About this task:
Look through the data that follows and say how many of its lines contain "step", giving the number only.

Supplied records:

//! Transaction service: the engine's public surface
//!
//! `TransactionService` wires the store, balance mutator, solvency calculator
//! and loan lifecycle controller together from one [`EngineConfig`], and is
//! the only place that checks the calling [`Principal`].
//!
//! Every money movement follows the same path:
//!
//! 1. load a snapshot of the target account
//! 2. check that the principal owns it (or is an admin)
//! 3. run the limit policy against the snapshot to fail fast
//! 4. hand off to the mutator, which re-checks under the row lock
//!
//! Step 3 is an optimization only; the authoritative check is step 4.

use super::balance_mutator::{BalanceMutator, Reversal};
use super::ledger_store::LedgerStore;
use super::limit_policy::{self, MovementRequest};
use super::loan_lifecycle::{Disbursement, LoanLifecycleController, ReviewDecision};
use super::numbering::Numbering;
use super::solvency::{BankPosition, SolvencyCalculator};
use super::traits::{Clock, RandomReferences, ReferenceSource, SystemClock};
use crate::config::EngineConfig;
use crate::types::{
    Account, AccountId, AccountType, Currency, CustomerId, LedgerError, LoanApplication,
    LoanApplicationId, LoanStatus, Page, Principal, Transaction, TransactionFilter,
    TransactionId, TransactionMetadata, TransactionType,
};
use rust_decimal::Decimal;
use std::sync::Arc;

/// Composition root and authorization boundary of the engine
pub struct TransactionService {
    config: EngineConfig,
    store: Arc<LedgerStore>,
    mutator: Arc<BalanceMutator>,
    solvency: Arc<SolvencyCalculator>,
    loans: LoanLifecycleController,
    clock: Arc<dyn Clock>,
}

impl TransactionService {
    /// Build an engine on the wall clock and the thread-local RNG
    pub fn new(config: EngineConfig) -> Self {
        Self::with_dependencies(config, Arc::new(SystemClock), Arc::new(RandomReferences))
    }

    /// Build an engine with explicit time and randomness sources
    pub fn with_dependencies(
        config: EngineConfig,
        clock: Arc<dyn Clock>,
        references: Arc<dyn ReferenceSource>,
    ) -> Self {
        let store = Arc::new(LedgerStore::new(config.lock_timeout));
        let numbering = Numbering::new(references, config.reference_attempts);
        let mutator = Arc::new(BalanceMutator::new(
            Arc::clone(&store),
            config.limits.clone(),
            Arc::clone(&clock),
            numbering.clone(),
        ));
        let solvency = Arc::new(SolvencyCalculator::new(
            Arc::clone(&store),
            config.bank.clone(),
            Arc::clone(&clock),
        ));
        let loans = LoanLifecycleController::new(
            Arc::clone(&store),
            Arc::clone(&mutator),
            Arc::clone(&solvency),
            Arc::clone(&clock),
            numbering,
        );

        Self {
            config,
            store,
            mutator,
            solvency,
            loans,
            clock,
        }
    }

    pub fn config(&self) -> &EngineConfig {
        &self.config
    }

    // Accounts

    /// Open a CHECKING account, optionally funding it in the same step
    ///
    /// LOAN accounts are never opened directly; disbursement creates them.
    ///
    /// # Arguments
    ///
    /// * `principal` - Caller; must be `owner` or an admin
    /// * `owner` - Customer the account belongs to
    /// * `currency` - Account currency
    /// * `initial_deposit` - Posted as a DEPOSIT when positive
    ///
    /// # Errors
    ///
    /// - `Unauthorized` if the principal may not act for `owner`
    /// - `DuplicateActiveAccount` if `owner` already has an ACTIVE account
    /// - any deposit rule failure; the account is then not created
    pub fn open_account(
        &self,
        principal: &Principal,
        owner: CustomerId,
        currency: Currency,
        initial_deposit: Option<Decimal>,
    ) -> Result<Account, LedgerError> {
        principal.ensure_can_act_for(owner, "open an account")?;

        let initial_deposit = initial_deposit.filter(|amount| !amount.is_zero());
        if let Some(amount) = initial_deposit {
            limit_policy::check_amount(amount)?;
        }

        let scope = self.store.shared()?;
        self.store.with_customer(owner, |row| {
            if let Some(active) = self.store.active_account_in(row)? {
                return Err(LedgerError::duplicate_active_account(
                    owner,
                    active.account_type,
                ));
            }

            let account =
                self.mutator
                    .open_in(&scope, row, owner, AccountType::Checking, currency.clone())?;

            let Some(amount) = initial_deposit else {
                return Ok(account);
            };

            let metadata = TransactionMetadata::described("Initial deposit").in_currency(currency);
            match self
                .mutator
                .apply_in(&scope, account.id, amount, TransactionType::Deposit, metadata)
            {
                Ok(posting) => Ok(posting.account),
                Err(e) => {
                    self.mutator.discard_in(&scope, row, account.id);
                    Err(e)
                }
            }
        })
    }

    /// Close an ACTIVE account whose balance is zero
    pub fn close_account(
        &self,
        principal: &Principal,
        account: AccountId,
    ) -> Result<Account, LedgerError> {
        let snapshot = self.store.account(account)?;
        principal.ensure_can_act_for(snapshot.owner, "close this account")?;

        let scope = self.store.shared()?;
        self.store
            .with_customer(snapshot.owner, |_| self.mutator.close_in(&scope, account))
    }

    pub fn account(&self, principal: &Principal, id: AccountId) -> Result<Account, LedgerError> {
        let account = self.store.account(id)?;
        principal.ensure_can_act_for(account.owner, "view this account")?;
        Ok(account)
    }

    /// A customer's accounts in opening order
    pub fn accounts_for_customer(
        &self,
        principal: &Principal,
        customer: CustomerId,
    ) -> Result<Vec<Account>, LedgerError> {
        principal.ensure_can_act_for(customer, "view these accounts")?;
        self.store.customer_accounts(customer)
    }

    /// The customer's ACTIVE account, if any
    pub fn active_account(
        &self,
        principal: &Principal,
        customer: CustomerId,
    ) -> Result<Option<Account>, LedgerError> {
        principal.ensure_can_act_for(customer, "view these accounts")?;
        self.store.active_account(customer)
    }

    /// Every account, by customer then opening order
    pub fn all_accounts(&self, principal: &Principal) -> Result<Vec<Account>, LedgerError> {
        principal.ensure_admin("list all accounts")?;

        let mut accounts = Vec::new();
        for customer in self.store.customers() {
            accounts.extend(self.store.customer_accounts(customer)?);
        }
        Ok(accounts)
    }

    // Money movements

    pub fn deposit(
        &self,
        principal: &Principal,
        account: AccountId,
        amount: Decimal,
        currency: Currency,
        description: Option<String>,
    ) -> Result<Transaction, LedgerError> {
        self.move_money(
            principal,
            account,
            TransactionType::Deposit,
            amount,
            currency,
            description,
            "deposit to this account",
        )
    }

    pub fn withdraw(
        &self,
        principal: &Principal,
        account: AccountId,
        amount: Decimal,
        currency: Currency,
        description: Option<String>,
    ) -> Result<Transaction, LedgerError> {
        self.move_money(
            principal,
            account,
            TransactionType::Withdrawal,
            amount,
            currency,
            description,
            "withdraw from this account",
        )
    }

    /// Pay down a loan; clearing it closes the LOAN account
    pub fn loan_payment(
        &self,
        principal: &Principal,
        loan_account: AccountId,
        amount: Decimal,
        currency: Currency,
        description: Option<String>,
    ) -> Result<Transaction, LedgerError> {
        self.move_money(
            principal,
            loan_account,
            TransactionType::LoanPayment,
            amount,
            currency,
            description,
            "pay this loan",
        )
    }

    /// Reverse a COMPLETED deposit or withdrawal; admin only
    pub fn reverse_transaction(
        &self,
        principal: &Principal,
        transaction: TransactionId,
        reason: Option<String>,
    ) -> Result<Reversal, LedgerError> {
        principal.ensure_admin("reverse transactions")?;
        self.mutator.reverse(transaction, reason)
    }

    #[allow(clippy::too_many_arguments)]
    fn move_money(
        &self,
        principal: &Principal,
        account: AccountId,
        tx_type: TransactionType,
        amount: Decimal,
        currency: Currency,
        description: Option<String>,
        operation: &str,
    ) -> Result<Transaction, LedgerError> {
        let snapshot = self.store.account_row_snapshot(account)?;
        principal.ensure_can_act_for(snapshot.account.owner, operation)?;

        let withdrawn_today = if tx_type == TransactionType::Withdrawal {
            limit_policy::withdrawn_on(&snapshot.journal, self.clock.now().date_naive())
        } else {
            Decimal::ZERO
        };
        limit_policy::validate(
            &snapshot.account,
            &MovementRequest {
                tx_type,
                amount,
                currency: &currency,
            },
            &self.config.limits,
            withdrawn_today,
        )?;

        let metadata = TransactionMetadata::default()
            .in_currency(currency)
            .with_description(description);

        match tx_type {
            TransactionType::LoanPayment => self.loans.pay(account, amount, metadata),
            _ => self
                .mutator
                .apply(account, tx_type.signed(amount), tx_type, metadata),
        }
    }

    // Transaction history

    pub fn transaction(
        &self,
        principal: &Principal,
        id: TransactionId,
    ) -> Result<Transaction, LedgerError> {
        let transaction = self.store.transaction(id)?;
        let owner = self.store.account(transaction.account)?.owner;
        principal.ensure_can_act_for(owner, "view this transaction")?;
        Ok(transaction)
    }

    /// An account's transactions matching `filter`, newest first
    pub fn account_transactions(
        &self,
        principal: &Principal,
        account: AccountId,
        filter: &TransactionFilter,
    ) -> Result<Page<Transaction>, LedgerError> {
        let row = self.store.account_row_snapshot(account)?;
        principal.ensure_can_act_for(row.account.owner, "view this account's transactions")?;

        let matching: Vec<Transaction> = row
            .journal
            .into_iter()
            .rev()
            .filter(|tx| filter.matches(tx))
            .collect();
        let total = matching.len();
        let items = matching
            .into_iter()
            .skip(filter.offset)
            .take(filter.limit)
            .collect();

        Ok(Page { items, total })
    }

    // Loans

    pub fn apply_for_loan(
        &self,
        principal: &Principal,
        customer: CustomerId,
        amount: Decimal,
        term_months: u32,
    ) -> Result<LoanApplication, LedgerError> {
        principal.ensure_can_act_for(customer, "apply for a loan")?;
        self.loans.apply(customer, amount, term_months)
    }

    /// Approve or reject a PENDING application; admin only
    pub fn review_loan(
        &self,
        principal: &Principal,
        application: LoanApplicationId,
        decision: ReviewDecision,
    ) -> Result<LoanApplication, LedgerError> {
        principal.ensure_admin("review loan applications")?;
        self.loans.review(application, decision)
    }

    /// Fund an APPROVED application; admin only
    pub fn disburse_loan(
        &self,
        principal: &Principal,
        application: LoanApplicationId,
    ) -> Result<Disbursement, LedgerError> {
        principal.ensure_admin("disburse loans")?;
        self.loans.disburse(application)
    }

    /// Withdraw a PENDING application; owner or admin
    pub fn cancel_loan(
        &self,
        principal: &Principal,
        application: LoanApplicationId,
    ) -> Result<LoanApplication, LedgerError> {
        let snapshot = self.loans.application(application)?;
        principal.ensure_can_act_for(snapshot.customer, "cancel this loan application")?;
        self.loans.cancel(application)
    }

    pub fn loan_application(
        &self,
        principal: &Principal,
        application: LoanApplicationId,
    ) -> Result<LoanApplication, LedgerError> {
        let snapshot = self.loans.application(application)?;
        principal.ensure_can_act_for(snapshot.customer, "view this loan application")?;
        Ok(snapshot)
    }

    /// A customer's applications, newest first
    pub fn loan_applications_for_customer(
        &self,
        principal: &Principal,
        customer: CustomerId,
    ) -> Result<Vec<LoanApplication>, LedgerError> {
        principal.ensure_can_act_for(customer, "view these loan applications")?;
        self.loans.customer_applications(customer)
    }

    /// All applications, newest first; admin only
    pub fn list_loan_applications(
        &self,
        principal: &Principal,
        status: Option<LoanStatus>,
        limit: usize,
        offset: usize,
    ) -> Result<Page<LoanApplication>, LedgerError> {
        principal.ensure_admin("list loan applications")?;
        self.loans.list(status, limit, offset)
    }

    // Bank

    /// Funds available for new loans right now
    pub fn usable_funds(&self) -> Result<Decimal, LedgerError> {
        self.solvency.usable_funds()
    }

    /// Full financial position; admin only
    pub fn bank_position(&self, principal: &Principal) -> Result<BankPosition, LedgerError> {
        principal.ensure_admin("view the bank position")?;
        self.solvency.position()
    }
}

* * *

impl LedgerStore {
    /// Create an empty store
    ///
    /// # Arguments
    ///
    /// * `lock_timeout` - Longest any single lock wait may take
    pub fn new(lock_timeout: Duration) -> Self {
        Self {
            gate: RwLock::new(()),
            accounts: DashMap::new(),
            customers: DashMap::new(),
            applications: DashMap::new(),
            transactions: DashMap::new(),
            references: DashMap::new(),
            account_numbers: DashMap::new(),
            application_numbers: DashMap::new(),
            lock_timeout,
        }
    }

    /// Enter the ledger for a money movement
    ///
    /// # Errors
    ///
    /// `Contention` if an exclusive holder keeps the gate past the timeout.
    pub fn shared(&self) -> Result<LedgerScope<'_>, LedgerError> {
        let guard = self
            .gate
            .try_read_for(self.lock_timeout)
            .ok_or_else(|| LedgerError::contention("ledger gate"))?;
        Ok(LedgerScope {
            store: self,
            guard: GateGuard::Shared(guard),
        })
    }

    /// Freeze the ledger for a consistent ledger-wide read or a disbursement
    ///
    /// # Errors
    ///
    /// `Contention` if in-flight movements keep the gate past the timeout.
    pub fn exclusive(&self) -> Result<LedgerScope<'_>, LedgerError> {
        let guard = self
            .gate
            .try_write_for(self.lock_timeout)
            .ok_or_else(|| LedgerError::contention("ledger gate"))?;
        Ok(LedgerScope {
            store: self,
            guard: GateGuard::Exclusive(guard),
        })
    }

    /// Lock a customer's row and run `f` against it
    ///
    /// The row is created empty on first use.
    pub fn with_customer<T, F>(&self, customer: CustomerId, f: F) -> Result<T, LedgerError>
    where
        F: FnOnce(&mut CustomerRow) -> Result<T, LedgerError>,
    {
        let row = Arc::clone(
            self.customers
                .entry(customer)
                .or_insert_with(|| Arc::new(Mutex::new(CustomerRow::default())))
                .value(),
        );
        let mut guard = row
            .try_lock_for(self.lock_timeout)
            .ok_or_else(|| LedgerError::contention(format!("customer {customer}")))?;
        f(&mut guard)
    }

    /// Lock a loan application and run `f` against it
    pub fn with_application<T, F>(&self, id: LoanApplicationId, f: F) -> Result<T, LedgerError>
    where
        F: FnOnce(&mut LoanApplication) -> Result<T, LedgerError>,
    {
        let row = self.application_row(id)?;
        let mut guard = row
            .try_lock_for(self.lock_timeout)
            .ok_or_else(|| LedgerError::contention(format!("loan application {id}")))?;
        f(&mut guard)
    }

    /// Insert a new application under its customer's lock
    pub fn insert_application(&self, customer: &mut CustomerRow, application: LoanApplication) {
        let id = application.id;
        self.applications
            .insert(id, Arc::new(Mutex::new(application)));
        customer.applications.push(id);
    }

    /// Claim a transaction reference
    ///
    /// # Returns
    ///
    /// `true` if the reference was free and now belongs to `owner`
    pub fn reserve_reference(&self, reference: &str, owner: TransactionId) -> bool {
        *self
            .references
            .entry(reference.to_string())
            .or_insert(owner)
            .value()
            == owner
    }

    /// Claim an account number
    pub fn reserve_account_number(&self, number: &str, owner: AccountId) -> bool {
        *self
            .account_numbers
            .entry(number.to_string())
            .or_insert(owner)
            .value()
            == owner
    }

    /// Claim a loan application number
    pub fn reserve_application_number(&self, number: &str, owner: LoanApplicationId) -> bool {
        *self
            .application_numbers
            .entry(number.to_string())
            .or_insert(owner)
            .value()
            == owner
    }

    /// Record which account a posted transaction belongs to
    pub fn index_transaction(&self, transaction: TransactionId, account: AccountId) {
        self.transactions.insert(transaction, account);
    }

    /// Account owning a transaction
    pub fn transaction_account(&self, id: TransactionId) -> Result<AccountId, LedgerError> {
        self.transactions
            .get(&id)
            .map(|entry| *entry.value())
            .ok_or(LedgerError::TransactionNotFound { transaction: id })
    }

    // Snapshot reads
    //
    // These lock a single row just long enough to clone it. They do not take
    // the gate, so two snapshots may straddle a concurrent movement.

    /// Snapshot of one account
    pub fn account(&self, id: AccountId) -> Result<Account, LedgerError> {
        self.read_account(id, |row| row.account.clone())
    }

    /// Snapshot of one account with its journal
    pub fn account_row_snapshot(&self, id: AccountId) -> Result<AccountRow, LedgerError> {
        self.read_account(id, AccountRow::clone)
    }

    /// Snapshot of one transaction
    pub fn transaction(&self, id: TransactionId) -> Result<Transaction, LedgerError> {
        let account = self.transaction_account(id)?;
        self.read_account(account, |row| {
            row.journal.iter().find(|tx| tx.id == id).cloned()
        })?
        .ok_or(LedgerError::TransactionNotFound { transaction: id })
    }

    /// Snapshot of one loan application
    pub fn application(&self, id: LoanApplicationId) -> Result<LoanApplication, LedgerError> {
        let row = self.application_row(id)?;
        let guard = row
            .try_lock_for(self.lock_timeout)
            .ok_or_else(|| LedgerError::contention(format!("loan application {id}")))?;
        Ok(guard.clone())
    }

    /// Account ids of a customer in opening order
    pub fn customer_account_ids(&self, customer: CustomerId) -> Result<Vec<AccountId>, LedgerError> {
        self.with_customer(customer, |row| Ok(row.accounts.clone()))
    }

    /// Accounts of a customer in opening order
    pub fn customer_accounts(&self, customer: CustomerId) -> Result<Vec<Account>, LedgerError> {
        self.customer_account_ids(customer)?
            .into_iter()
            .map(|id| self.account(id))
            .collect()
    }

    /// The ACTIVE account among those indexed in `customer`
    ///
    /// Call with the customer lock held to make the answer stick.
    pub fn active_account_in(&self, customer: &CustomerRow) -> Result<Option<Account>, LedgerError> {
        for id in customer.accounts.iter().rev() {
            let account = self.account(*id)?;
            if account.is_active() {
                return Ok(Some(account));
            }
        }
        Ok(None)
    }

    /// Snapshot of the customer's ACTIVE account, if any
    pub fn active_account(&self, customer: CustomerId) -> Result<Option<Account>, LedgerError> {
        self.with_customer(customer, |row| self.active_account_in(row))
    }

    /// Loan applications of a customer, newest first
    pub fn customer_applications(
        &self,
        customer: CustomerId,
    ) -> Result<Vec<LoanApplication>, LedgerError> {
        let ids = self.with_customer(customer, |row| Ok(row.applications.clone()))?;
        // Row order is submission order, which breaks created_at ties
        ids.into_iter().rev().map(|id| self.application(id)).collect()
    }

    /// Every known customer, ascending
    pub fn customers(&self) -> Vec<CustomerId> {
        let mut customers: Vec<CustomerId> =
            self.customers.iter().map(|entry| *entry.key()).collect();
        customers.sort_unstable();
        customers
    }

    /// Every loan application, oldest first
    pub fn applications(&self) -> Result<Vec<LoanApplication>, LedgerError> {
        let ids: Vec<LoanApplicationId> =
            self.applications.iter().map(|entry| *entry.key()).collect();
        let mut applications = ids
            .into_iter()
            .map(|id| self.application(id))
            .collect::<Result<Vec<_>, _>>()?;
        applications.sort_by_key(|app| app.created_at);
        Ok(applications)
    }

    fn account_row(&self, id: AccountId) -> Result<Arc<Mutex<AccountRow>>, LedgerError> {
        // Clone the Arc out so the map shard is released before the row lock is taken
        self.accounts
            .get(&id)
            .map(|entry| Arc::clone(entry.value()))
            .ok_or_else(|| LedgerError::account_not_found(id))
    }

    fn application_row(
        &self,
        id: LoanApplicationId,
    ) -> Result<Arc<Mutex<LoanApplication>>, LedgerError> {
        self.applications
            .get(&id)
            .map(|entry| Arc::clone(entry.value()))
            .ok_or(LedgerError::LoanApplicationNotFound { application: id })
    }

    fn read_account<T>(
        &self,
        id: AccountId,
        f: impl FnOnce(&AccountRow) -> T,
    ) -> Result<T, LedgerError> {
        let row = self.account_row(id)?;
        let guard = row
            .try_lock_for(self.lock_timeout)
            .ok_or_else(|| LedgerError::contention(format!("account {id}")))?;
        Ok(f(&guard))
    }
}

Solution to the exercise:
2